Data entries
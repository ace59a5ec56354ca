pub mod app;
pub mod card;
pub mod colors;
pub mod list;
pub mod search;
pub mod ui;

use crate::config::AppConfig;

/// Entry point: take over the terminal and run the search UI until quit
pub fn run(config: &AppConfig) -> crate::Result<()> {
    let mut app = app::App::new(config)?;

    let mut terminal = ratatui::init();
    let result = app.run(&mut terminal);
    ratatui::restore();

    if let Err(e) = &result {
        tracing::error!(error = %e, "terminal UI stopped");
    }
    result
}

Instructions to follow
Reproduce each record shown above without altering a single word.

Answer to the exercise
repository ace59a5ec56354ca
pub mod app;
pub mod card;
pub mod colors;
pub mod list;
pub mod search;
pub mod ui;

use crate::config::AppConfig;

/// Entry point: take over the terminal and run the search UI until quit
pub fn run(config: &AppConfig) -> crate::Result<()> {
    let mut app = app::App::new(config)?;

    let mut terminal = ratatui::init();
    let result = app.run(&mut terminal);
    ratatui::restore();

    if let Err(e) = &result {
        tracing::error!(error = %e, "terminal UI stopped");
    }
    result
}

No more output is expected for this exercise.